### Given records:
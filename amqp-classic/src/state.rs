//! Connection lifecycle states and waiting for them

use std::{fmt, sync::Arc, time::Duration};

use parking_lot::Mutex;
use tracing::{debug, info};

use crate::{
    waiter::{BlockingWaiter, Registration, WaiterRegistry},
    Error,
};

/// Connection lifecycle
#[derive(Debug, Clone, Copy, PartialEq, Eq, Hash)]
pub enum ConnectionState {
    /// Protocol header not yet answered
    NotStarted,
    /// `connection.start-ok` sent, waiting for `connection.tune`
    NotTuned,
    /// `connection.open` sent, waiting for `connection.open-ok`
    NotOpened,
    /// Ready for sessions
    Open,
    /// A close is in progress
    Closing,
    /// Terminal
    Closed,
}

impl fmt::Display for ConnectionState {
    fn fmt(&self, f: &mut fmt::Formatter<'_>) -> fmt::Result {
        fmt::Debug::fmt(self, f)
    }
}

#[derive(Debug)]
struct Current {
    state: ConnectionState,
    last_error: Option<Error>,
}

/// Holds the current [`ConnectionState`] and wakes waiters on transitions
#[derive(Debug)]
pub(crate) struct StateManager {
    current: Mutex<Current>,
    waiters: WaiterRegistry<ConnectionState>,
}

impl Default for StateManager {
    fn default() -> Self {
        Self {
            current: Mutex::new(Current {
                state: ConnectionState::NotStarted,
                last_error: None,
            }),
            waiters: WaiterRegistry::default(),
        }
    }
}

impl StateManager {
    pub fn current_state(&self) -> ConnectionState {
        self.current.lock().state
    }

    /// Transitions to `new_state` and offers it to every waiter while the
    /// state lock is held, so waiters observe transitions in order
    pub fn change_state(&self, new_state: ConnectionState) {
        let mut current = self.current.lock();
        debug!(from = %current.state, to = %new_state, "connection state change");
        current.state = new_state;
        self.waiters.notify(&new_state);
    }

    /// Starts over for a new connection attempt
    pub fn reset(&self) {
        let mut current = self.current.lock();
        current.state = ConnectionState::NotStarted;
        current.last_error = None;
    }

    /// Fails the connection
    ///
    /// Transport failures move straight to `Closed`, protocol failures to
    /// `Closing`. Waiters see the error rather than the new state. With
    /// nobody waiting, the error is kept for the next
    /// caller to collect with [`take_last_error`](Self::take_last_error).
    pub async fn error(&self, error: Error) {
        let new_state = match error.is_transport_failure() {
            true => ConnectionState::Closed,
            false => ConnectionState::Closing,
        };
        {
            let mut current = self.current.lock();
            debug!(from = %current.state, to = %new_state, %error, "connection state change on error");
            current.state = new_state;
            if self.waiters.is_empty() {
                info!(%error, "no state waiters, keeping error for later");
                current.last_error = Some(error.clone());
            }
        }
        self.waiters.propagate_error(error).await;
    }

    pub fn last_error(&self) -> Option<Error> {
        self.current.lock().last_error.clone()
    }

    pub fn clear_last_error(&self) {
        self.current.lock().last_error = None;
    }

    pub fn take_last_error(&self) -> Option<Error> {
        self.current.lock().last_error.take()
    }

    /// Registers a waiter for any of `states`. The current state is
    /// captured under the same lock as the registration, so no transition
    /// between the two can be missed.
    pub fn create_waiter(&self, states: &[ConnectionState]) -> StateWaiter<'_> {
        let awaited: Arc<[ConnectionState]> = states.into();
        let current = self.current.lock();
        let accepted = awaited.clone();
        let description = format!("one of the states {:?}", states);
        let waiter = BlockingWaiter::new(description, move |s: &ConnectionState| {
            accepted.contains(s)
        });
        let registration = self.waiters.register(Arc::new(waiter));
        StateWaiter {
            start_state: current.state,
            awaited,
            registration,
        }
    }
}

/// Waits for the connection to reach one of a set of states
pub(crate) struct StateWaiter<'a> {
    start_state: ConnectionState,
    awaited: Arc<[ConnectionState]>,
    registration: Registration<'a, ConnectionState>,
}

impl<'a> StateWaiter<'a> {
    /// Returns immediately if the state at registration time was already
    /// awaited. The waiter is closed and deregistered on return.
    pub async fn await_state(self, timeout: Duration) -> Result<ConnectionState, Error> {
        if self.awaited.contains(&self.start_state) {
            return Ok(self.start_state);
        }
        let start_state = self.start_state;
        self.registration
            .waiter()
            .block(timeout)
            .await
            .map_err(|err| match err {
                Error::TimeoutExpired { timeout, .. } => Error::TimeoutExpired {
                    timeout,
                    waiting_for: format!(
                        "one of the states {:?}, state at start was {}",
                        self.awaited, start_state
                    ),
                },
                other => other,
            })
    }
}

### Task to complete:
Could every entry be given again exactly, with no line skipped?

### Written response:
filename amqp-classic/src/state.rs
//! Connection lifecycle states and waiting for them

use std::{fmt, sync::Arc, time::Duration};

use parking_lot::Mutex;
use tracing::{debug, info};

use crate::{
    waiter::{BlockingWaiter, Registration, WaiterRegistry},
    Error,
};

/// Connection lifecycle
#[derive(Debug, Clone, Copy, PartialEq, Eq, Hash)]
pub enum ConnectionState {
    /// Protocol header not yet answered
    NotStarted,
    /// `connection.start-ok` sent, waiting for `connection.tune`
    NotTuned,
    /// `connection.open` sent, waiting for `connection.open-ok`
    NotOpened,
    /// Ready for sessions
    Open,
    /// A close is in progress
    Closing,
    /// Terminal
    Closed,
}

impl fmt::Display for ConnectionState {
    fn fmt(&self, f: &mut fmt::Formatter<'_>) -> fmt::Result {
        fmt::Debug::fmt(self, f)
    }
}

#[derive(Debug)]
struct Current {
    state: ConnectionState,
    last_error: Option<Error>,
}

/// Holds the current [`ConnectionState`] and wakes waiters on transitions
#[derive(Debug)]
pub(crate) struct StateManager {
    current: Mutex<Current>,
    waiters: WaiterRegistry<ConnectionState>,
}

impl Default for StateManager {
    fn default() -> Self {
        Self {
            current: Mutex::new(Current {
                state: ConnectionState::NotStarted,
                last_error: None,
            }),
            waiters: WaiterRegistry::default(),
        }
    }
}

impl StateManager {
    pub fn current_state(&self) -> ConnectionState {
        self.current.lock().state
    }

    /// Transitions to `new_state` and offers it to every waiter while the
    /// state lock is held, so waiters observe transitions in order
    pub fn change_state(&self, new_state: ConnectionState) {
        let mut current = self.current.lock();
        debug!(from = %current.state, to = %new_state, "connection state change");
        current.state = new_state;
        self.waiters.notify(&new_state);
    }

    /// Starts over for a new connection attempt
    pub fn reset(&self) {
        let mut current = self.current.lock();
        current.state = ConnectionState::NotStarted;
        current.last_error = None;
    }

    /// Fails the connection
    ///
    /// Transport failures move straight to `Closed`, protocol failures to
    /// `Closing`. Waiters see the error rather than the new state. With
    /// nobody waiting, the error is kept for the next
    /// caller to collect with [`take_last_error`](Self::take_last_error).
    pub async fn error(&self, error: Error) {
        let new_state = match error.is_transport_failure() {
            true => ConnectionState::Closed,
            false => ConnectionState::Closing,
        };
        {
            let mut current = self.current.lock();
            debug!(from = %current.state, to = %new_state, %error, "connection state change on error");
            current.state = new_state;
            if self.waiters.is_empty() {
                info!(%error, "no state waiters, keeping error for later");
                current.last_error = Some(error.clone());
            }
        }
        self.waiters.propagate_error(error).await;
    }

    pub fn last_error(&self) -> Option<Error> {
        self.current.lock().last_error.clone()
    }

    pub fn clear_last_error(&self) {
        self.current.lock().last_error = None;
    }

    pub fn take_last_error(&self) -> Option<Error> {
        self.current.lock().last_error.take()
    }

    /// Registers a waiter for any of `states`. The current state is
    /// captured under the same lock as the registration, so no transition
    /// between the two can be missed.
    pub fn create_waiter(&self, states: &[ConnectionState]) -> StateWaiter<'_> {
        let awaited: Arc<[ConnectionState]> = states.into();
        let current = self.current.lock();
        let accepted = awaited.clone();
        let description = format!("one of the states {:?}", states);
        let waiter = BlockingWaiter::new(description, move |s: &ConnectionState| {
            accepted.contains(s)
        });
        let registration = self.waiters.register(Arc::new(waiter));
        StateWaiter {
            start_state: current.state,
            awaited,
            registration,
        }
    }
}

/// Waits for the connection to reach one of a set of states
pub(crate) struct StateWaiter<'a> {
    start_state: ConnectionState,
    awaited: Arc<[ConnectionState]>,
    registration: Registration<'a, ConnectionState>,
}

impl<'a> StateWaiter<'a> {
    /// Returns immediately if the state at registration time was already
    /// awaited. The waiter is closed and deregistered on return.
    pub async fn await_state(self, timeout: Duration) -> Result<ConnectionState, Error> {
        if self.awaited.contains(&self.start_state) {
            return Ok(self.start_state);
        }
        let start_state = self.start_state;
        self.registration
            .waiter()
            .block(timeout)
            .await
            .map_err(|err| match err {
                Error::TimeoutExpired { timeout, .. } => Error::TimeoutExpired {
                    timeout,
                    waiting_for: format!(
                        "one of the states {:?}, state at start was {}",
                        self.awaited, start_state
                    ),
                },
                other => other,
            })
    }
}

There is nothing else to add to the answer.